L’AMMD met le gouvernement devant le fait accompli. Certains de ses membres ouvriront une «clinique» au Findel dans quelques mois. Les socialistes veulent des réponses claires de la ministre.
L’ancien ministre socialiste de la Santé et actuel député Mars Di Bartolomeo est en ébullition. Sa colère est dirigée vers les membres de l’Association des médecins et médecins-dentistes (AMMD), qui non seulement ont résilié les conventions qui lient la profession avec la Caisse nationale de santé (CNS), mais qui forcent la main au gouvernement en créant une clinique privée au Findel.
«Il s’agit-là d’une attaque plus ou moins concertée contre le système de santé et le financement de la santé solidaire», accuse-t-il. Dans son dernier communiqué, l’AMMD annonçait vouloir négocier l’autonomie tarifaire des médecins et médecins-dentistes, avec une mise à jour régulière des actes sur avis du Collège médical et une tarification établie avec tact et mesure, laissant à la CNS le soin de définir la hauteur de sa participation. «Cela illustre bien une attaque claire et nette contre notre système», ajoute Mars Di Bartolomeo.
Les socialistes ont demandé cette semaine à entendre la ministre Martine Deprez au cours d’une réunion de la commission de la Santé et de la Sécurité sociale et son président, Marc Spautz (CSV), n’a pas hésité à donner une suite favorable à leur requête. Lundi, la ministre de la Santé devra livrer la position du gouvernement sur les dernières annonces de l’AMMD.
Les professionnels estiment que dans un système solidaire, un assureur privé doit être incité à prendre ses responsabilités pour compléter les prises en charge des patients. «En d’autres mots, c’est un système à deux vitesses, une médecine de classe qu’ils revendiquent», s’exaspère le député et vice-président de la commission Santé. Les médecins proposent des tarifs et la CNS est libre de rembourser ce qu’elle veut. Le patient est obligé de payer et, s’il veut être remboursé, il prend une assurance complémentaire privée. Pour ceux qui en ont les moyens.
Un site web déjà en ligne
«L’un des principaux arguments et avantages du système actuel, c’est l’accès universel, c’est le financement solidaire, celui-là même que l’AMMD remet en cause, du moins une partie de ses membres, car ils ne sont pas tous d’accord avec la dénonciation de la convention», précise Mars Di Bartolomeo. Cette situation lui rappelle celle vécue il y a plus de vingt ans sous la coalition CSV-DP. «Nous avions eu le même débat quand le ministre Carlo Wagner plaidait pour un déconventionnement, mais suite aux réactions très musclées de mon parti et d’une large partie de la population, cela a été abandonné.» En compensation, les médecins et médecins-dentistes avaient eu droit à une augmentation sensible de leurs tarifs.
Le pompon dans ce bras de fer reste la création de la «Findel Clinic», qui ouvrira ses portes le 1er mars, avec un site web déjà en ligne. «Une clinique, c’est un établissement où on peut également procéder à des opérations, comme dans un hôpital.

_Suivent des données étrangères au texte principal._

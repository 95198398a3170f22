use std::{
    collections::HashSet,
    ffi::{c_char, CStr, CString},
};

use ash::vk;
use itertools::Itertools;

use crate::foundation::debug_messenger::GfxDebugMessenger;

/// vk instance 封装
///
/// 只持有函数指针和裸 handle，生命周期手动控制
pub struct GfxInstance {
    pub(crate) ash_instance: ash::Instance,
}

// 创建与销毁
impl GfxInstance {
    /// 设置所需的 layers 和 extensions，创建 vk instance
    ///
    /// `extra_exts` 通常来自 window system（surface 相关的 extension）
    pub fn new(vk_entry: &ash::Entry, app_name: &str, engine_name: &str, extra_exts: Vec<&'static CStr>) -> Self {
        let app_name = CString::new(app_name).unwrap();
        let engine_name = CString::new(engine_name).unwrap();
        let app_info = vk::ApplicationInfo::default()
            // 版本过低时，部分 1.3 的函数无法正确加载
            .api_version(vk::API_VERSION_1_3)
            .application_name(app_name.as_ref())
            .application_version(vk::make_api_version(0, 1, 0, 0))
            .engine_name(engine_name.as_ref())
            .engine_version(vk::make_api_version(0, 1, 0, 0));

        let enabled_exts = Self::collect_extensions(vk_entry, &extra_exts);
        log::info!(
            "instance extensions: {}",
            enabled_exts.iter().map(|e| format!("{:?}", unsafe { CStr::from_ptr(*e) })).join(", ")
        );

        let mut instance_ci = vk::InstanceCreateInfo::default() //
            .application_info(&app_info)
            .enabled_extension_names(&enabled_exts);

        // instance 创建期间的消息也通过 messenger ci 捕获
        let mut messenger_ci = GfxDebugMessenger::messenger_ci();
        instance_ci = instance_ci.push_next(&mut messenger_ci);

        let ash_instance = unsafe { vk_entry.create_instance(&instance_ci, None).unwrap() };

        Self { ash_instance }
    }

    pub fn destroy(self) {
        log::info!("Destroying GfxInstance");
        unsafe {
            self.ash_instance.destroy_instance(None);
        }
    }
}

// getters
impl GfxInstance {
    #[inline]
    pub fn ash_instance(&self) -> &ash::Instance {
        &self.ash_instance
    }

    #[inline]
    pub fn vk_instance(&self) -> vk::Instance {
        self.ash_instance.handle()
    }
}

// 构造过程
impl GfxInstance {
    /// 校验并收集 instance extension，不支持的 extension 直接 panic
    fn collect_extensions(vk_entry: &ash::Entry, extra_exts: &[&'static CStr]) -> Vec<*const c_char> {
        let all_ext_props = unsafe { vk_entry.enumerate_instance_extension_properties(None).unwrap() };

        let mut enabled: HashSet<&'static CStr> = HashSet::new();
        let mut enable_ext = |ext: &'static CStr| {
            let supported = all_ext_props
                .iter()
                .any(|prop| ext == unsafe { CStr::from_ptr(prop.extension_name.as_ptr()) });
            if supported {
                enabled.insert(ext);
            } else {
                panic!("Required instance extension ({:?}) is missing", ext);
            }
        };

        for ext in extra_exts {
            enable_ext(ext);
        }
        // debug utils 总是开启：object naming 和 cmd label 都依赖它
        enable_ext(vk::EXT_DEBUG_UTILS_NAME);

        enabled.iter().map(|ext| ext.as_ptr()).collect_vec()
    }
}
use std::sync::atomic::{AtomicU64, Ordering};
use std::time::Duration;

use dashmap::DashMap;

use crate::models::GuildId;
use crate::playback::PlaybackCounters;

/// In-process sampler for the per-minute TTS/error gauges (§6). The
/// `metrics` crate's own counters are monotonic, so the "sampled and reset
/// each minute" fields are computed from plain `AtomicU64`s here and
/// published as gauges on a fixed tick rather than emitted as running
/// counters.
pub struct MetricsSampler {
    success_total: AtomicU64,
    error_total: AtomicU64,
    success_by_shard: DashMap<u32, AtomicU64>,
    error_by_shard: DashMap<u32, AtomicU64>,
}

impl MetricsSampler {
    pub fn new() -> std::sync::Arc<Self> {
        std::sync::Arc::new(Self {
            success_total: AtomicU64::new(0),
            error_total: AtomicU64::new(0),
            success_by_shard: DashMap::new(),
            error_by_shard: DashMap::new(),
        })
    }

    /// Reads and zeroes every counter, publishing each as a gauge. Intended
    /// to run on a 60s tick; safe to call from a single task since it's the
    /// only writer of the gauges it owns.
    pub fn sample_and_reset(&self) {
        let success = self.success_total.swap(0, Ordering::SeqCst);
        let error = self.error_total.swap(0, Ordering::SeqCst);
        metrics::gauge!("tts_count_per_minute").set(success as f64);
        metrics::gauge!("tts_error_count_per_minute").set(error as f64);

        for entry in self.success_by_shard.iter() {
            let count = entry.value().swap(0, Ordering::SeqCst);
            metrics::gauge!("tts_count_per_minute_shard", "shard" => entry.key().to_string()).set(count as f64);
        }
        for entry in self.error_by_shard.iter() {
            let count = entry.value().swap(0, Ordering::SeqCst);
            metrics::gauge!("tts_error_count_per_minute_shard", "shard" => entry.key().to_string())
                .set(count as f64);
        }
    }

    pub async fn run(self: std::sync::Arc<Self>, interval: Duration) {
        let mut ticker = tokio::time::interval(interval);
        loop {
            ticker.tick().await;
            self.sample_and_reset();
        }
    }
}

impl PlaybackCounters for MetricsSampler {
    fn record_success(&self, _guild_id: GuildId, shard: Option<u32>) {
        self.success_total.fetch_add(1, Ordering::SeqCst);
        if let Some(shard) = shard {
            self.success_by_shard.entry(shard).or_insert_with(|| AtomicU64::new(0)).fetch_add(1, Ordering::SeqCst);
        }
    }

    fn record_error(&self, _guild_id: GuildId, shard: Option<u32>) {
        self.error_total.fetch_add(1, Ordering::SeqCst);
        if let Some(shard) = shard {
            self.error_by_shard.entry(shard).or_insert_with(|| AtomicU64::new(0)).fetch_add(1, Ordering::SeqCst);
        }
    }
}

/// Publishes the voice-room and guild counts the Session Manager owns.
/// Called by the collaborator that tracks gateway guild membership, since
/// this crate only knows about guilds it has an active session for.
pub fn publish_voice_room_count(count: u64) {
    metrics::gauge!("voice_room_count").set(count as f64);
}

pub fn publish_guild_count(count: u64) {
    metrics::gauge!("guild_count").set(count as f64);
}

#[cfg(test)]
mod tests {
    use super::*;

    #[test]
    fn sample_and_reset_zeroes_counters() {
        let sampler = MetricsSampler::new();
        sampler.record_success(1, Some(0));
        sampler.record_error(1, Some(0));
        sampler.record_success(1, None);

        sampler.sample_and_reset();

        assert_eq!(sampler.success_total.load(Ordering::SeqCst), 0);
        assert_eq!(sampler.error_total.load(Ordering::SeqCst), 0);
        assert_eq!(sampler.success_by_shard.get(&0).unwrap().load(Ordering::SeqCst), 0);
    }
}
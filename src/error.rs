use thiserror::Error;

/// Errors from the voice-connect path.
#[derive(Debug, Error)]
pub enum ConnectError {
    #[error("voice connect timed out")]
    Timeout,

    #[error("voice transport error: {0}")]
    Transport(String),

    /// Non-retryable: the gateway closed with a numeric close code. Codes
    /// other than 4006 are retried by the generic backoff path; 4006 means
    /// the session is already in use elsewhere and retrying just restarts
    /// the storm.
    #[error("voice connection closed (code {0})")]
    Closed(u16),

    /// Not actually an error — the caller should reuse the existing handle.
    #[error("already connected")]
    AlreadyConnected,
}

impl ConnectError {
    /// True for the non-retryable close code: no teardown, no backoff, just give up.
    pub fn is_4006(&self) -> bool {
        matches!(self, ConnectError::Closed(4006))
    }
}

/// Errors from the TTS synthesis path.
#[derive(Debug, Error)]
pub enum SynthesisError {
    #[error("no configured TTS engine could synthesize the request")]
    EngineUnavailable,

    #[error("transient engine error: {0}")]
    Transient(String),

    #[error("malformed WAV response from engine")]
    MalformedWav,

    #[error("io error writing synthesized audio: {0}")]
    Io(#[from] std::io::Error),
}

/// Crate-wide error type used anywhere a caller needs to unify the above
/// with storage failures.
#[derive(Debug, Error)]
pub enum AppError {
    #[error("storage error: {0}")]
    Storage(#[from] sqlx::Error),

    #[error(transparent)]
    Connect(#[from] ConnectError),

    #[error(transparent)]
    Synthesis(#[from] SynthesisError),

    #[error("configuration error: {0}")]
    Config(#[from] config::ConfigError),

    #[error(transparent)]
    Other(#[from] anyhow::Error),
}

pub type AppResult<T> = Result<T, AppError>;
use std::sync::{Arc, RwLock};
use std::time::Duration;

use anyhow::Result;
use tracing_subscriber::{fmt, EnvFilter};

use tts_relay_core::bans::BanSet;
use tts_relay_core::config::TtsRelayConfig;
use tts_relay_core::db;
use tts_relay_core::dictionary_cache::DictionaryCache;
use tts_relay_core::event_router::EventRouter;
use tts_relay_core::metrics::MetricsSampler;
use tts_relay_core::queue::QueueCore;
use tts_relay_core::session::SessionManager;
use tts_relay_core::tts_client::TtsClient;

mod gateway_stub;

const DICTIONARY_REFRESH_INTERVAL: Duration = Duration::from_secs(10);
const RECONCILE_INTERVAL: Duration = Duration::from_secs(600);
const METRICS_SAMPLE_INTERVAL: Duration = Duration::from_secs(60);

#[tokio::main]
async fn main() -> Result<()> {
    let config = TtsRelayConfig::load()?;

    let filter = EnvFilter::try_from_default_env().unwrap_or_else(|_| EnvFilter::new(&config.logging.level));
    match config.logging.format.as_str() {
        "json" => {
            fmt().with_env_filter(filter).json().init();
        }
        _ => {
            fmt().with_env_filter(filter).init();
        }
    }

    tracing::info!("starting tts-relay v{}", env!("CARGO_PKG_VERSION"));

    let pool = db::init_pool(&config.database).await?;
    db::run_migrations(&pool).await?;
    tracing::info!("database connected, migrations applied");

    let config = Arc::new(RwLock::new(config));

    let queue = QueueCore::new();

    let dict = DictionaryCache::new(pool.clone());
    dict.refresh_global().await;
    tokio::spawn(dict.clone().refresh_loop(DICTIONARY_REFRESH_INTERVAL));

    let bans = BanSet::load_from_storage(&pool).await?;
    let tts = Arc::new(TtsClient::new(config.clone()));

    let metrics_sampler = MetricsSampler::new();
    tokio::spawn(metrics_sampler.clone().run(METRICS_SAMPLE_INTERVAL));

    let session = SessionManager::new(
        pool.clone(),
        Arc::new(gateway_stub::UnconnectedVoiceTransport),
        queue.clone(),
        dict.clone(),
        tts.clone(),
        metrics_sampler.clone(),
        Arc::new(gateway_stub::NullResolverProvider),
        Arc::new(gateway_stub::NullNotificationSink),
        config.clone(),
    );

    session.load_autojoin_configs().await?;
    session.startup_recover().await;
    tokio::spawn(session.clone().sync_loop(RECONCILE_INTERVAL));

    let _router = EventRouter::new(queue.clone(), session.clone(), bans.clone(), Arc::new(gateway_stub::NullAckSink));

    tracing::info!("tts-relay core ready; awaiting a gateway adapter to drive it");
    shutdown_signal().await;
    tracing::info!("tts-relay shutting down");
    Ok(())
}

async fn shutdown_signal() {
    tokio::signal::ctrl_c().await.expect("failed to install CTRL+C handler");
    tracing::info!("shutdown signal received");
}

Ils veulent créer cette impression que c’est une clinique, mais c’est une maison médicale financée par des investisseurs privés, dont certains sont médecins, d’autres non», précise le député. La ministre de la Santé, Martine Deprez, a déclaré à nos confrères de RTL qu’il s’agissait d’un projet immobilier. «Non, il s’agit bien d’un projet de clinique privée, porté par des investisseurs privés dans une société mixte entre investisseurs extérieurs et médecins», insiste-t-il.
«C’est la catastrophe !»
Les socialistes ont le gouvernement dans leur viseur. Le CSV et le DP n’ont jamais été avares en critiques en ce qui concerne la politique de la santé menée par les socialistes pendant des décennies. Ils ont critiqué le projet sur le virage ambulatoire et ils ont promis des modifications. Ils ont retiré le projet sur les sociétés médicales et se sont engagés à en déposer un nouveau. Mais toujours rien à l’horizon depuis deux ans. La ministre avait annoncé lors d’une réunion de commission, récemment, que le projet de loi serait prêt pour la fin de l’année.
«La ministre, depuis des mois, botte en touche et elle déclare aujourd’hui qu’il ne s’agit pas d’une clinique, mais d’un projet immobilier! Pendant ce temps, les médecins marquent des points et nous mettent devant des faits accomplis. Soit le gouvernement est tacitement d’accord avec cette évolution, ce qui est très grave, soit il n’est pas à même de fournir des réponses. Et là, c’est la catastrophe», craint déjà Mars Di Bartolomeo.
Dans la déclaration gouvernementale, la coalition a promis une ouverture aux médecins qui veulent créer des sociétés médicales. «Ce qui se produit maintenant, ce n’est pas une ouverture, ce sont des dégâts», conclut le député socialiste et ancien ministre de la Santé et de la Sécurité sociale.